==== RECORDS SHOWN

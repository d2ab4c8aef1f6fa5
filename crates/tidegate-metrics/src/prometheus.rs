//! Prometheus text exposition format.
//!
//! Renders the controller status into the Prometheus text exposition format
//! for scraping by a Prometheus server or compatible agent.

use std::fmt::Write;

use tidegate_core::ScalerStatus;

/// Render the controller status into Prometheus text format.
///
/// Produces GAUGE and COUNTER metrics with `namespace` and `deployment` labels.
/// Metric gauges are only emitted once a sample has been observed.
pub fn render_prometheus(status: &ScalerStatus) -> String {
    let labels = format!(
        "namespace=\"{}\",deployment=\"{}\"",
        escape(&status.namespace),
        escape(&status.deployment)
    );
    let mut out = String::new();

    let mut metric = |name: &str, kind: &str, help: &str, value: String| {
        let _ = writeln!(out, "# HELP {name} {help}");
        let _ = writeln!(out, "# TYPE {name} {kind}");
        let _ = writeln!(out, "{name}{{{labels}}} {value}");
    };

    metric(
        "tidegate_replicas",
        "gauge",
        "Replica count the controller believes is live.",
        status.replicas.to_string(),
    );
    metric(
        "tidegate_replicas_min",
        "gauge",
        "Configured lower replica bound.",
        status.min_replicas.to_string(),
    );
    metric(
        "tidegate_replicas_max",
        "gauge",
        "Configured upper replica bound.",
        status.max_replicas.to_string(),
    );
    metric(
        "tidegate_cooldown_remaining_seconds",
        "gauge",
        "Seconds until another scale is permitted.",
        format!("{:.3}", status.cooldown_remaining_secs),
    );

    if let Some(m) = &status.last_metrics {
        metric(
            "tidegate_metric_cpu",
            "gauge",
            "Last sampled CPU per replica (millicores).",
            format!("{:.2}", m.cpu),
        );
        metric(
            "tidegate_metric_mem",
            "gauge",
            "Last sampled memory per replica (MiB).",
            format!("{:.2}", m.mem),
        );
        metric(
            "tidegate_metric_p95_ms",
            "gauge",
            "Last sampled P95 latency in milliseconds.",
            format!("{:.2}", m.p95),
        );
    }

    let c = &status.counters;
    metric(
        "tidegate_scale_total",
        "counter",
        "Successful scale actions.",
        c.scale_total.to_string(),
    );
    metric(
        "tidegate_hold_total",
        "counter",
        "Ticks that decided to hold.",
        c.hold_total.to_string(),
    );
    metric(
        "tidegate_actuation_failures_total",
        "counter",
        "Scale actions rejected by the orchestration API.",
        c.actuation_failures_total.to_string(),
    );
    metric(
        "tidegate_cooldown_skips_total",
        "counter",
        "Ticks skipped because the cooldown window was open.",
        c.cooldown_skips_total.to_string(),
    );
    metric(
        "tidegate_degraded_total",
        "counter",
        "Ticks held because metrics were unavailable.",
        c.degraded_total.to_string(),
    );

    out
}

fn escape(value: &str) -> String {
    value
        .replace('\\', "\\\\")
        .replace('"', "\\\"")
        .replace('\n', "\\n")
}

#[cfg(test)]
mod tests {
    use super::*;
    use tidegate_core::{MetricsSnapshot, ScalerCounters};

    fn test_status() -> ScalerStatus {
        ScalerStatus {
            namespace: "shop".to_string(),
            deployment: "web".to_string(),
            replicas: 4,
            min_replicas: 1,
            max_replicas: 10,
            thresholds: "CPU>500,Mem>512,P95>400".to_string(),
            cooldown_remaining_secs: 12.5,
            last_scale_at: None,
            last_metrics: None,
            decisions_recorded: 3,
            counters: ScalerCounters {
                scale_total: 2,
                hold_total: 1,
                actuation_failures_total: 1,
                cooldown_skips_total: 7,
                degraded_total: 0,
            },
        }
    }

    #[test]
    fn render_without_metrics() {
        let output = render_prometheus(&test_status());

        assert!(output.contains("# TYPE tidegate_replicas gauge"));
        assert!(output.contains("tidegate_replicas{namespace=\"shop\",deployment=\"web\"} 4"));
        assert!(output.contains("tidegate_cooldown_remaining_seconds{namespace=\"shop\",deployment=\"web\"} 12.500"));
        assert!(output.contains("tidegate_cooldown_skips_total{namespace=\"shop\",deployment=\"web\"} 7"));
        assert!(!output.contains("tidegate_metric_cpu"));
    }

    #[test]
    fn render_with_metrics() {
        let mut status = test_status();
        status.last_metrics = Some(MetricsSnapshot::now(612.0, 200.25, 98.0));
        let output = render_prometheus(&status);

        assert!(output.contains("tidegate_metric_cpu{namespace=\"shop\",deployment=\"web\"} 612.00"));
        assert!(output.contains("tidegate_metric_mem{namespace=\"shop\",deployment=\"web\"} 200.25"));
        assert!(output.contains("tidegate_metric_p95_ms{namespace=\"shop\",deployment=\"web\"} 98.00"));
    }

    #[test]
    fn label_values_are_escaped() {
        let mut status = test_status();
        status.deployment = "we\"b".to_string();
        let output = render_prometheus(&status);
        assert!(output.contains("deployment=\"we\\\"b\""));
    }

    #[test]
    fn render_format_is_prometheus_compatible() {
        let output = render_prometheus(&test_status());

        // Every non-empty, non-comment line should match: metric_name{labels} value
        for line in output.lines() {
            if line.is_empty() || line.starts_with('#') {
                continue;
            }
            assert!(
                line.contains('{') && line.contains('}'),
                "line should have labels: {line}"
            );
        }
    }
}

========

**EXERCISE PROMPT**. Could you reproduce all of the entries exactly as they appear?

**TASK SOLUTION**.
repository d2ab4c8aef1f6fa5
filename crates/tidegate-metrics/src/prometheus.rs
//! Prometheus text exposition format.
//!
//! Renders the controller status into the Prometheus text exposition format
//! for scraping by a Prometheus server or compatible agent.

use std::fmt::Write;

use tidegate_core::ScalerStatus;

/// Render the controller status into Prometheus text format.
///
/// Produces GAUGE and COUNTER metrics with `namespace` and `deployment` labels.
/// Metric gauges are only emitted once a sample has been observed.
pub fn render_prometheus(status: &ScalerStatus) -> String {
    let labels = format!(
        "namespace=\"{}\",deployment=\"{}\"",
        escape(&status.namespace),
        escape(&status.deployment)
    );
    let mut out = String::new();

    let mut metric = |name: &str, kind: &str, help: &str, value: String| {
        let _ = writeln!(out, "# HELP {name} {help}");
        let _ = writeln!(out, "# TYPE {name} {kind}");
        let _ = writeln!(out, "{name}{{{labels}}} {value}");
    };

    metric(
        "tidegate_replicas",
        "gauge",
        "Replica count the controller believes is live.",
        status.replicas.to_string(),
    );
    metric(
        "tidegate_replicas_min",
        "gauge",
        "Configured lower replica bound.",
        status.min_replicas.to_string(),
    );
    metric(
        "tidegate_replicas_max",
        "gauge",
        "Configured upper replica bound.",
        status.max_replicas.to_string(),
    );
    metric(
        "tidegate_cooldown_remaining_seconds",
        "gauge",
        "Seconds until another scale is permitted.",
        format!("{:.3}", status.cooldown_remaining_secs),
    );

    if let Some(m) = &status.last_metrics {
        metric(
            "tidegate_metric_cpu",
            "gauge",
            "Last sampled CPU per replica (millicores).",
            format!("{:.2}", m.cpu),
        );
        metric(
            "tidegate_metric_mem",
            "gauge",
            "Last sampled memory per replica (MiB).",
            format!("{:.2}", m.mem),
        );
        metric(
            "tidegate_metric_p95_ms",
            "gauge",
            "Last sampled P95 latency in milliseconds.",
            format!("{:.2}", m.p95),
        );
    }

    let c = &status.counters;
    metric(
        "tidegate_scale_total",
        "counter",
        "Successful scale actions.",
        c.scale_total.to_string(),
    );
    metric(
        "tidegate_hold_total",
        "counter",
        "Ticks that decided to hold.",
        c.hold_total.to_string(),
    );
    metric(
        "tidegate_actuation_failures_total",
        "counter",
        "Scale actions rejected by the orchestration API.",
        c.actuation_failures_total.to_string(),
    );
    metric(
        "tidegate_cooldown_skips_total",
        "counter",
        "Ticks skipped because the cooldown window was open.",
        c.cooldown_skips_total.to_string(),
    );
    metric(
        "tidegate_degraded_total",
        "counter",
        "Ticks held because metrics were unavailable.",
        c.degraded_total.to_string(),
    );

    out
}

fn escape(value: &str) -> String {
    value
        .replace('\\', "\\\\")
        .replace('"', "\\\"")
        .replace('\n', "\\n")
}

#[cfg(test)]
mod tests {
    use super::*;
    use tidegate_core::{MetricsSnapshot, ScalerCounters};

    fn test_status() -> ScalerStatus {
        ScalerStatus {
            namespace: "shop".to_string(),
            deployment: "web".to_string(),
            replicas: 4,
            min_replicas: 1,
            max_replicas: 10,
            thresholds: "CPU>500,Mem>512,P95>400".to_string(),
            cooldown_remaining_secs: 12.5,
            last_scale_at: None,
            last_metrics: None,
            decisions_recorded: 3,
            counters: ScalerCounters {
                scale_total: 2,
                hold_total: 1,
                actuation_failures_total: 1,
                cooldown_skips_total: 7,
                degraded_total: 0,
            },
        }
    }

    #[test]
    fn render_without_metrics() {
        let output = render_prometheus(&test_status());

        assert!(output.contains("# TYPE tidegate_replicas gauge"));
        assert!(output.contains("tidegate_replicas{namespace=\"shop\",deployment=\"web\"} 4"));
        assert!(output.contains("tidegate_cooldown_remaining_seconds{namespace=\"shop\",deployment=\"web\"} 12.500"));
        assert!(output.contains("tidegate_cooldown_skips_total{namespace=\"shop\",deployment=\"web\"} 7"));
        assert!(!output.contains("tidegate_metric_cpu"));
    }

    #[test]
    fn render_with_metrics() {
        let mut status = test_status();
        status.last_metrics = Some(MetricsSnapshot::now(612.0, 200.25, 98.0));
        let output = render_prometheus(&status);

        assert!(output.contains("tidegate_metric_cpu{namespace=\"shop\",deployment=\"web\"} 612.00"));
        assert!(output.contains("tidegate_metric_mem{namespace=\"shop\",deployment=\"web\"} 200.25"));
        assert!(output.contains("tidegate_metric_p95_ms{namespace=\"shop\",deployment=\"web\"} 98.00"));
    }

    #[test]
    fn label_values_are_escaped() {
        let mut status = test_status();
        status.deployment = "we\"b".to_string();
        let output = render_prometheus(&status);
        assert!(output.contains("deployment=\"we\\\"b\""));
    }

    #[test]
    fn render_format_is_prometheus_compatible() {
        let output = render_prometheus(&test_status());

        // Every non-empty, non-comment line should match: metric_name{labels} value
        for line in output.lines() {
            if line.is_empty() || line.starts_with('#') {
                continue;
            }
            assert!(
                line.contains('{') && line.contains('}'),
                "line should have labels: {line}"
            );
        }
    }
}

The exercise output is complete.